WORK INSTRUCTION ▸ Up to and including the line with "return Ok(version.clone());", return every line from the start of the entries below exactly.

STUDY MATERIAL ▸
* * * * * * *
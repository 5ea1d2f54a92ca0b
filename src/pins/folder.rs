use std::path::{Path, PathBuf};

use async_trait::async_trait;
use tracing::{debug, trace};

use super::{PinBoard, PinCache, PinMeta, PinRef};
use crate::errors::{LimsError, Result};

/// Board stored in a local directory
///
/// `{root}/{pin name}/{version}/data.txt` plus the pin files. Version
/// directories sort lexicographically, so timestamp-prefixed names give
/// the newest version last.
pub struct FolderBoard {
    root: PathBuf,
    cache: PinCache,
}

impl FolderBoard {
    pub fn new(root: impl Into<PathBuf>, cache: PinCache) -> Self {
        Self {
            root: root.into(),
            cache,
        }
    }

    fn pin_dir(&self, name: &str) -> PathBuf {
        self.root.join(name)
    }

    async fn resolve_version(&self, pin: &PinRef) -> Result<String> {
        if let Some(version) = &pin.version {
            return Ok(version.clone());
        }
        self.pin_versions(&pin.name)
            .await?
            .pop()
            .ok_or_else(|| LimsError::pin_not_found(format!("Pin '{}' has no versions", pin.name)))
    }
}

#[async_trait]
impl PinBoard for FolderBoard {
    async fn pin_versions(&self, name: &str) -> Result<Vec<String>> {
        let dir = self.pin_dir(name);
        let mut entries = match tokio::fs::read_dir(&dir).await {
            Ok(entries) => entries,
            Err(e) if e.kind() == std::io::ErrorKind::NotFound => {
                return Err(LimsError::pin_not_found(format!(
                    "Pin '{}' not found in {}",
                    name,
                    self.root.display()
                )));
            }
            Err(e) => return Err(e.into()),
        };

        let mut versions = Vec::new();
        while let Some(entry) = entries.next_entry().await? {
            if entry.file_type().await?.is_dir()
                && let Some(name) = entry.file_name().to_str()
            {
                versions.push(name.to_string());
            }
        }
        versions.sort();
        trace!("Folder pin {} versions: {:?}", name, versions);
        Ok(versions)
    }

    async fn pin_meta(&self, pin: &PinRef) -> Result<PinMeta> {
        let version = self.resolve_version(pin).await?;
        let path = self.pin_dir(&pin.name).join(&version).join("data.txt");

        let text = tokio::fs::read_to_string(&path).await.map_err(|e| {
            if e.kind() == std::io::ErrorKind::NotFound {
                LimsError::pin_not_found(format!("Pin version '{}@{}' not found", pin.name, version))
            } else {
                LimsError::file_operation(format!("Failed to read {}: {}", path.display(), e))
            }
        })?;

        let mut meta = PinMeta::from_yaml(&text)?;
        meta.version = version;
        Ok(meta)
    }

    async fn pin_download(&self, pin: &PinRef) -> Result<PathBuf> {
        let meta = self.pin_meta(pin).await?;
        let source_dir = self.pin_dir(&pin.name).join(&meta.version);

        let mut paths = Vec::new();
        for (index, file) in meta.files().iter().enumerate() {
            let target = self.cache.path_for(&pin.name, &meta.version, file);
            if !self.cache.is_fresh(&target, meta.file_size_at(index)) {
                copy_into_cache(&self.cache, &source_dir.join(file), &target).await?;
            }
            paths.push(target);
        }

        paths.into_iter().next().ok_or_else(|| {
            LimsError::pin_board(format!("Pin '{}' lists no files", pin.name))
        })
    }

    fn board_name(&self) -> &'static str {
        "folder"
    }
}

async fn copy_into_cache(cache: &PinCache, source: &Path, target: &Path) -> Result<()> {
    cache.prepare(target).await?;
    debug!("Copying {} -> {}", source.display(), target.display());
    tokio::fs::copy(source, target).await.map_err(|e| {
        LimsError::file_operation(format!("Failed to copy {}: {}", source.display(), e))
    })?;
    Ok(())
}
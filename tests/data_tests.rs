mod common;

use common::{Fixture, SCHEMA, UI_URL};
use limsmeta::data::{CellValue, DataStore, TableKind, UpdateMethod, fetch_table};
use limsmeta::errors::LimsError;

fn column(table: &limsmeta::data::Table, name: &str) -> Vec<String> {
    let idx = table.column_index(name).expect("column");
    table.rows.iter().map(|r| r[idx].value.to_string()).collect()
}

#[tokio::test]
async fn projects_are_renamed_and_sorted_newest_first() {
    let fixture = Fixture::new(true).await;
    let db = fixture.database();
    let projects = fetch_table(&db, TableKind::Projects, UI_URL).await.unwrap();

    assert_eq!(
        projects.columns,
        vec!["Project LIMS ID", "Project Name", "Open Date", "Comment", "Samples"]
    );
    assert_eq!(column(&projects, "Open Date"), vec!["2024-06-01", "2023-01-10", ""]);
    assert_eq!(column(&projects, "Project LIMS ID"), vec!["NVI2", "NVI1", "NVI3"]);

    let comment = &projects.rows[0][projects.column_index("Comment").unwrap()];
    assert!(comment.html);
    assert_eq!(comment.value.to_string(), "line one<br>line two");

    // NULL becomes empty text
    assert_eq!(projects.rows[1][3].value, CellValue::Text(String::new()));
    assert_eq!(projects.rows[0][4].value, CellValue::Integer(12));
}

#[tokio::test]
async fn sample_limsids_become_links() {
    let fixture = Fixture::new(false).await;
    let db = fixture.database();
    let samples = fetch_table(&db, TableKind::Samples, UI_URL).await.unwrap();

    assert_eq!(column(&samples, "LIMS ID"), vec!["S2", "S1"]);
    let idx = samples.column_index("prep_limsid").unwrap();
    let linked = &samples.rows[1][idx];
    assert!(linked.html);
    assert_eq!(
        linked.value.to_string(),
        format!(
            r#"<a href="{0}/work-complete/101" target="_blank">24-101</a>, <a href="{0}/work-complete/102" target="_blank">24-102</a>"#,
            UI_URL
        )
    );
    assert_eq!(samples.rows[0][idx].value.to_string(), "broken");
}

#[tokio::test]
async fn missing_table_is_not_found() {
    let fixture = Fixture::new(false).await;
    let db = fixture.database();
    let err = db.query_table("reagents").await.unwrap_err();
    assert!(matches!(err, LimsError::NotFound(_)));
}

#[tokio::test]
async fn update_info_from_log() {
    let fixture = Fixture::new(true).await;
    let store = DataStore::load(fixture.database(), UI_URL).await.unwrap();
    let snapshot = store.snapshot();
    let info = &snapshot.update_info;

    assert_eq!(info.method, UpdateMethod::UpdateLog);
    assert_eq!(info.last_update.as_deref(), Some("2024-06-02T09:30:00"));
    assert_eq!(info.recent_updates.len(), 3);
    assert_eq!(info.recent_updates[0].status.as_deref(), Some("failed"));

    let formatted = info.formatted(snapshot.loaded_at);
    assert_eq!(
        formatted.tables,
        vec![
            ("Projects".to_string(), "2024-06-02 08:00".to_string()),
            ("Samples".to_string(), "2024-06-02 09:30".to_string()),
            ("Sequencing".to_string(), "Unknown".to_string()),
        ]
    );
    assert_eq!(formatted.last_update, "2024-06-02 09:30");
}

#[tokio::test]
async fn update_info_falls_back_to_file_time() {
    let fixture = Fixture::new(false).await;
    let store = DataStore::load(fixture.database(), UI_URL).await.unwrap();
    let snapshot = store.snapshot();

    assert_eq!(snapshot.update_info.method, UpdateMethod::FileTimestamp);
    assert!(snapshot.update_info.last_update.is_some());
    assert!(snapshot.update_info.error.is_none());
}

#[tokio::test]
async fn refresh_picks_up_new_version() {
    let fixture = Fixture::new(false).await;
    let store = DataStore::load(fixture.database(), UI_URL).await.unwrap();
    assert_eq!(store.snapshot().projects.len(), 3);

    let sql = format!(
        "{}\nINSERT INTO projects VALUES ('NVI4', 'Newest', '2025-01-01', NULL, 2);",
        SCHEMA
    );
    fixture.add_version("20250101T000000Z", &sql).await;

    let snapshot = store.refresh().await.unwrap();
    assert_eq!(snapshot.projects.len(), 4);
    assert_eq!(snapshot.projects.rows[0][0].value.to_string(), "NVI4");
    assert!(store.last_error().is_none());
}

#[tokio::test]
async fn failed_refresh_keeps_previous_snapshot() {
    let fixture = Fixture::new(false).await;
    let store = DataStore::load(fixture.database(), UI_URL).await.unwrap();

    // A newer version whose database lacks the samples table
    fixture
        .add_version("20250101T000000Z", "CREATE TABLE projects (open_date TEXT);")
        .await;

    assert!(store.refresh().await.is_err());
    assert_eq!(store.snapshot().projects.len(), 3);
    assert!(store.last_error().is_some());
}

#[tokio::test]
async fn unloaded_store_reports_reason() {
    let fixture = Fixture::new(false).await;
    let store = DataStore::unloaded(fixture.database(), UI_URL, "board offline");
    assert!(store.snapshot().projects.is_empty());
    assert_eq!(store.last_error().as_deref(), Some("board offline"));
    assert_eq!(store.snapshot().update_info.method, UpdateMethod::Error);
}
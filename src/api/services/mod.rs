pub mod api;
pub mod assets;
pub mod health;
pub mod pages;
pub mod reagents;

pub use api::api_routes;
pub use assets::asset_routes;
pub use health::{HealthService, health_routes};
pub use pages::page_routes;
pub use reagents::reagent_routes;
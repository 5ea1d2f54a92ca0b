//! Deployment helpers used by CI
//!
//! The deploy-mode flag selects the branches to force-update; each branch
//! backs one hosted instance of the app.

mod lock;
mod manifest;
mod mode;
mod publish;

use std::path::Path;

use tracing::info;

pub use lock::{dependency_lines, export_dependency_lock};
pub use manifest::{FileEntry, MANIFEST_VERSION, Manifest, ManifestMetadata, sha256_file};
pub use mode::{DeployMode, PROD_BRANCH, TEST_BRANCH};
pub use publish::{GitCommand, PublishPlan, PublishReport};

use crate::config::DeployConfig;
use crate::errors::Result;

/// Regenerate the dependency list and the manifest under `root`
pub fn prepare_bundle(root: &Path, config: &DeployConfig) -> Result<Manifest> {
    export_dependency_lock(&root.join(&config.cargo_lock), &root.join(&config.lock_output))?;

    let manifest = Manifest::build(root, config)?;
    manifest.write(&root.join(&config.manifest_path))?;
    info!(
        "Manifest written to {} ({} files, entrypoint {})",
        config.manifest_path,
        manifest.files.len(),
        manifest.metadata.entrypoint
    );
    Ok(manifest)
}
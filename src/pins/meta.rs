//! Pin metadata (`data.txt`) and pin references

use chrono::{DateTime, NaiveDateTime, Utc};
use serde::{Deserialize, Serialize};

use crate::errors::{LimsError, Result};

/// Timestamp format pins use for `created` and version names
pub const PIN_CREATED_FORMAT: &str = "%Y%m%dT%H%M%SZ";

/// A pin name, optionally fixed to one version
///
/// Parsed from `owner/name` or `owner/name@version`.
#[derive(Debug, Clone, PartialEq, Eq, Hash)]
pub struct PinRef {
    pub name: String,
    pub version: Option<String>,
}

impl PinRef {
    pub fn new(name: impl Into<String>) -> Self {
        Self {
            name: name.into(),
            version: None,
        }
    }

    pub fn with_version(mut self, version: Option<String>) -> Self {
        self.version = version.filter(|v| !v.trim().is_empty());
        self
    }

    /// Parse `owner/name[@version]`
    pub fn parse(raw: &str) -> Result<Self> {
        let raw = raw.trim();
        let (name, version) = match raw.split_once('@') {
            Some((name, version)) => (name, Some(version.to_string())),
            None => (raw, None),
        };

        if name.is_empty() || name.split('/').any(|seg| seg.is_empty()) {
            return Err(LimsError::validation(format!("Invalid pin name: '{}'", raw)));
        }
        if name.split('/').any(|seg| seg == "." || seg == "..") {
            return Err(LimsError::validation(format!(
                "Pin name must not contain relative path segments: '{}'",
                raw
            )));
        }

        Ok(Self::new(name).with_version(version))
    }

    /// Split into `(owner, name)`; the owner is `None` for bare names
    pub fn owner_and_name(&self) -> (Option<&str>, &str) {
        match self.name.split_once('/') {
            Some((owner, name)) => (Some(owner), name),
            None => (None, self.name.as_str()),
        }
    }
}

impl std::fmt::Display for PinRef {
    fn fmt(&self, f: &mut std::fmt::Formatter<'_>) -> std::fmt::Result {
        match &self.version {
            Some(v) => write!(f, "{}@{}", self.name, v),
            None => write!(f, "{}", self.name),
        }
    }
}

#[derive(Debug, Clone, PartialEq, Serialize, Deserialize)]
#[serde(untagged)]
pub enum OneOrMany<T> {
    One(T),
    Many(Vec<T>),
}

impl<T: Clone> OneOrMany<T> {
    pub fn to_vec(&self) -> Vec<T> {
        match self {
            OneOrMany::One(v) => vec![v.clone()],
            OneOrMany::Many(v) => v.clone(),
        }
    }
}

/// Contents of a pin version's `data.txt`
#[derive(Debug, Clone, PartialEq, Serialize, Deserialize)]
pub struct PinMeta {
    pub file: OneOrMany<String>,
    #[serde(default)]
    pub file_size: Option<OneOrMany<u64>>,
    #[serde(default)]
    pub pin_hash: Option<String>,
    #[serde(rename = "type", default)]
    pub pin_type: Option<String>,
    #[serde(default)]
    pub title: Option<String>,
    #[serde(default)]
    pub description: Option<String>,
    #[serde(default)]
    pub created: Option<String>,
    #[serde(default)]
    pub api_version: Option<u32>,
    /// Version the metadata was read from; filled in by the board
    #[serde(skip)]
    pub version: String,
}

impl PinMeta {
    pub fn from_yaml(text: &str) -> Result<Self> {
        serde_yaml::from_str(text).map_err(|e| {
            LimsError::serialization(format!("Invalid pin metadata (data.txt): {}", e))
        })
    }

    pub fn files(&self) -> Vec<String> {
        self.file.to_vec()
    }

    /// Expected size of the file at `index`, when the metadata records it
    pub fn file_size_at(&self, index: usize) -> Option<u64> {
        self.file_size
            .as_ref()
            .and_then(|sizes| sizes.to_vec().get(index).copied())
    }

    /// `created` as a UTC timestamp
    pub fn created_at(&self) -> Option<DateTime<Utc>> {
        self.created.as_deref().and_then(parse_pin_timestamp)
    }
}

/// Parse the compact `%Y%m%dT%H%M%SZ` stamp pins use
pub fn parse_pin_timestamp(raw: &str) -> Option<DateTime<Utc>> {
    NaiveDateTime::parse_from_str(raw.trim(), PIN_CREATED_FORMAT)
        .ok()
        .map(|dt| dt.and_utc())
}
* * * * * * *
RESPONSE FOR THIS EXERCISE ▸
repository 5ea1d2f54a92ca0b
filename src/pins/folder.rs
use std::path::{Path, PathBuf};

use async_trait::async_trait;
use tracing::{debug, trace};

use super::{PinBoard, PinCache, PinMeta, PinRef};
use crate::errors::{LimsError, Result};

/// Board stored in a local directory
///
/// `{root}/{pin name}/{version}/data.txt` plus the pin files. Version
/// directories sort lexicographically, so timestamp-prefixed names give
/// the newest version last.
pub struct FolderBoard {
    root: PathBuf,
    cache: PinCache,
}

impl FolderBoard {
    pub fn new(root: impl Into<PathBuf>, cache: PinCache) -> Self {
        Self {
            root: root.into(),
            cache,
        }
    }

    fn pin_dir(&self, name: &str) -> PathBuf {
        self.root.join(name)
    }

    async fn resolve_version(&self, pin: &PinRef) -> Result<String> {
        if let Some(version) = &pin.version {
            return Ok(version.clone());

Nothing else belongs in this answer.